(Source records)
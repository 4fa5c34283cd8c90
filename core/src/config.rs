//! Client configuration

use std::env;

use serde::{Deserialize, Serialize};

pub const BASE_URL_ENV: &str = "GEOLOC_BASE_URL";
pub const PUBLISHABLE_KEY_ENV: &str = "GEOLOC_PUBLISHABLE_KEY";
pub const TIMEOUT_SECS_ENV: &str = "GEOLOC_TIMEOUT_SECS";

/// Settings for `HttpTransport`.
#[derive(Debug, Clone, PartialEq, Eq, Serialize, Deserialize)]
pub struct ClientConfig {
    /// Base URL every endpoint path is resolved against
    #[serde(default = "default_base_url")]
    pub base_url: String,

    /// Publishable key sent as the `Authorization` header
    #[serde(default)]
    pub publishable_key: Option<String>,

    /// Request timeout in seconds
    #[serde(default = "default_timeout_secs")]
    pub timeout_secs: u64,
}

fn default_base_url() -> String {
    "https://api.radar.io".to_string()
}

const fn default_timeout_secs() -> u64 {
    10
}

impl Default for ClientConfig {
    fn default() -> Self {
        Self {
            base_url: default_base_url(),
            publishable_key: None,
            timeout_secs: default_timeout_secs(),
        }
    }
}

impl ClientConfig {
    pub fn new(publishable_key: impl Into<String>) -> Self {
        Self {
            publishable_key: Some(publishable_key.into()),
            ..Self::default()
        }
    }

    /// Defaults overlaid with `GEOLOC_BASE_URL`, `GEOLOC_PUBLISHABLE_KEY`
    /// and `GEOLOC_TIMEOUT_SECS`. Unparsable or empty values are ignored.
    pub fn from_env() -> Self {
        Self::from_lookup(|key| env::var(key).ok())
    }

    pub(crate) fn from_lookup(lookup: impl Fn(&str) -> Option<String>) -> Self {
        let mut config = Self::default();
        let non_empty = |key: &str| lookup(key).filter(|v| !v.trim().is_empty());

        if let Some(base_url) = non_empty(BASE_URL_ENV) {
            config.base_url = base_url;
        }
        if let Some(key) = non_empty(PUBLISHABLE_KEY_ENV) {
            config.publishable_key = Some(key);
        }
        if let Some(secs) = non_empty(TIMEOUT_SECS_ENV).and_then(|v| v.trim().parse().ok()) {
            config.timeout_secs = secs;
        }
        config
    }

    /// A configuration pointing at a local test server.
    pub fn for_testing(base_url: &str) -> Self {
        Self {
            base_url: base_url.to_string(),
            publishable_key: Some("prj_test_pk_0000000000".to_string()),
            timeout_secs: 5,
        }
    }
}
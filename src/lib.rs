pub mod actor;
pub mod cell;
pub mod config;
pub mod error;
pub mod grid;
pub mod heuristic;
pub mod link;
pub mod navigator;
pub mod obstacles;
pub mod pathfinding;
pub mod tracker;

pub use actor::{Actor, WorldPoint};
pub use cell::{Cell, Direction};
pub use config::Config;
pub use error::{ConfigError, GridError};
pub use grid::GridGraph;
pub use heuristic::{Heuristic, Manhattan};
pub use link::AdjacencyLink;
pub use navigator::Navigator;
pub use pathfinding::{IndexedGraph, Path, PathFinder};
pub use tracker::{TrackerSettings, TrackerState, WaypointTracker};
/// A single grid position
///
/// The identity is fixed when the owning graph is built: `index` is the dense
/// slot `y * width + x` and is used directly as an array index during search.
/// Walkability lives on the graph, not here, so a `Cell` can be copied into
/// paths without aliasing mutable state.
#[derive(Debug, Clone, Copy, PartialEq, Eq, Hash)]
pub struct Cell {
    x: i32,
    y: i32,
    index: usize,
}

impl Cell {
    pub(crate) fn new(x: i32, y: i32, index: usize) -> Self {
        Cell { x, y, index }
    }

    pub fn x(&self) -> i32 {
        self.x
    }

    pub fn y(&self) -> i32 {
        self.y
    }

    pub fn index(&self) -> usize {
        self.index
    }

    pub fn coords(&self) -> (i32, i32) {
        (self.x, self.y)
    }
}

/// Orthogonal step directions, in the order links are built
#[derive(Debug, Clone, Copy, PartialEq, Eq)]
pub enum Direction {
    North,
    East,
    South,
    West,
}

impl Direction {
    pub const ALL: [Direction; 4] = [
        Direction::North,
        Direction::East,
        Direction::South,
        Direction::West,
    ];

    /// Grid offset for one step. Rows grow downwards (screen space).
    pub fn offset(self) -> (i32, i32) {
        match self {
            Direction::North => (0, -1),
            Direction::East => (1, 0),
            Direction::South => (0, 1),
            Direction::West => (-1, 0),
        }
    }
}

# ACTION ITEM
Each of the records is to be written out again without alteration.

# TASK OUTPUT
repository 4fa5c34283cd8c90
filename core/src/config.rs
//! Client configuration

use std::env;

use serde::{Deserialize, Serialize};

pub const BASE_URL_ENV: &str = "GEOLOC_BASE_URL";
pub const PUBLISHABLE_KEY_ENV: &str = "GEOLOC_PUBLISHABLE_KEY";
pub const TIMEOUT_SECS_ENV: &str = "GEOLOC_TIMEOUT_SECS";

/// Settings for `HttpTransport`.
#[derive(Debug, Clone, PartialEq, Eq, Serialize, Deserialize)]
pub struct ClientConfig {
    /// Base URL every endpoint path is resolved against
    #[serde(default = "default_base_url")]
    pub base_url: String,

    /// Publishable key sent as the `Authorization` header
    #[serde(default)]
    pub publishable_key: Option<String>,

    /// Request timeout in seconds
    #[serde(default = "default_timeout_secs")]
    pub timeout_secs: u64,
}

fn default_base_url() -> String {
    "https://api.radar.io".to_string()
}

const fn default_timeout_secs() -> u64 {
    10
}

impl Default for ClientConfig {
    fn default() -> Self {
        Self {
            base_url: default_base_url(),
            publishable_key: None,
            timeout_secs: default_timeout_secs(),
        }
    }
}

impl ClientConfig {
    pub fn new(publishable_key: impl Into<String>) -> Self {
        Self {
            publishable_key: Some(publishable_key.into()),
            ..Self::default()
        }
    }

    /// Defaults overlaid with `GEOLOC_BASE_URL`, `GEOLOC_PUBLISHABLE_KEY`
    /// and `GEOLOC_TIMEOUT_SECS`. Unparsable or empty values are ignored.
    pub fn from_env() -> Self {
        Self::from_lookup(|key| env::var(key).ok())
    }

    pub(crate) fn from_lookup(lookup: impl Fn(&str) -> Option<String>) -> Self {
        let mut config = Self::default();
        let non_empty = |key: &str| lookup(key).filter(|v| !v.trim().is_empty());

        if let Some(base_url) = non_empty(BASE_URL_ENV) {
            config.base_url = base_url;
        }
        if let Some(key) = non_empty(PUBLISHABLE_KEY_ENV) {
            config.publishable_key = Some(key);
        }
        if let Some(secs) = non_empty(TIMEOUT_SECS_ENV).and_then(|v| v.trim().parse().ok()) {
            config.timeout_secs = secs;
        }
        config
    }

    /// A configuration pointing at a local test server.
    pub fn for_testing(base_url: &str) -> Self {
        Self {
            base_url: base_url.to_string(),
            publishable_key: Some("prj_test_pk_0000000000".to_string()),
            timeout_secs: 5,
        }
    }
}
filename src/lib.rs
pub mod actor;
pub mod cell;
pub mod config;
pub mod error;
pub mod grid;
pub mod heuristic;
pub mod link;
pub mod navigator;
pub mod obstacles;
pub mod pathfinding;
pub mod tracker;

pub use actor::{Actor, WorldPoint};
pub use cell::{Cell, Direction};
pub use config::Config;
pub use error::{ConfigError, GridError};
pub use grid::GridGraph;
pub use heuristic::{Heuristic, Manhattan};
pub use link::AdjacencyLink;
pub use navigator::Navigator;
pub use pathfinding::{IndexedGraph, Path, PathFinder};
pub use tracker::{TrackerSettings, TrackerState, WaypointTracker};
/// A single grid position
///
/// The identity is fixed when the owning graph is built: `index` is the dense
/// slot `y * width + x` and is used directly as an array index during search.
/// Walkability lives on the graph, not here, so a `Cell` can be copied into
/// paths without aliasing mutable state.
#[derive(Debug, Clone, Copy, PartialEq, Eq, Hash)]
pub struct Cell {
    x: i32,
    y: i32,
    index: usize,
}

impl Cell {
    pub(crate) fn new(x: i32, y: i32, index: usize) -> Self {
        Cell { x, y, index }
    }

    pub fn x(&self) -> i32 {
        self.x
    }

    pub fn y(&self) -> i32 {
        self.y
    }

    pub fn index(&self) -> usize {
        self.index
    }

    pub fn coords(&self) -> (i32, i32) {
        (self.x, self.y)
    }
}

/// Orthogonal step directions, in the order links are built
#[derive(Debug, Clone, Copy, PartialEq, Eq)]
pub enum Direction {
    North,
    East,
    South,
    West,
}

impl Direction {
    pub const ALL: [Direction; 4] = [
        Direction::North,
        Direction::East,
        Direction::South,
        Direction::West,
    ];

    /// Grid offset for one step. Rows grow downwards (screen space).
    pub fn offset(self) -> (i32, i32) {
        match self {
            Direction::North => (0, -1),
            Direction::East => (1, 0),
            Direction::South => (0, 1),
            Direction::West => (-1, 0),
        }
    }
}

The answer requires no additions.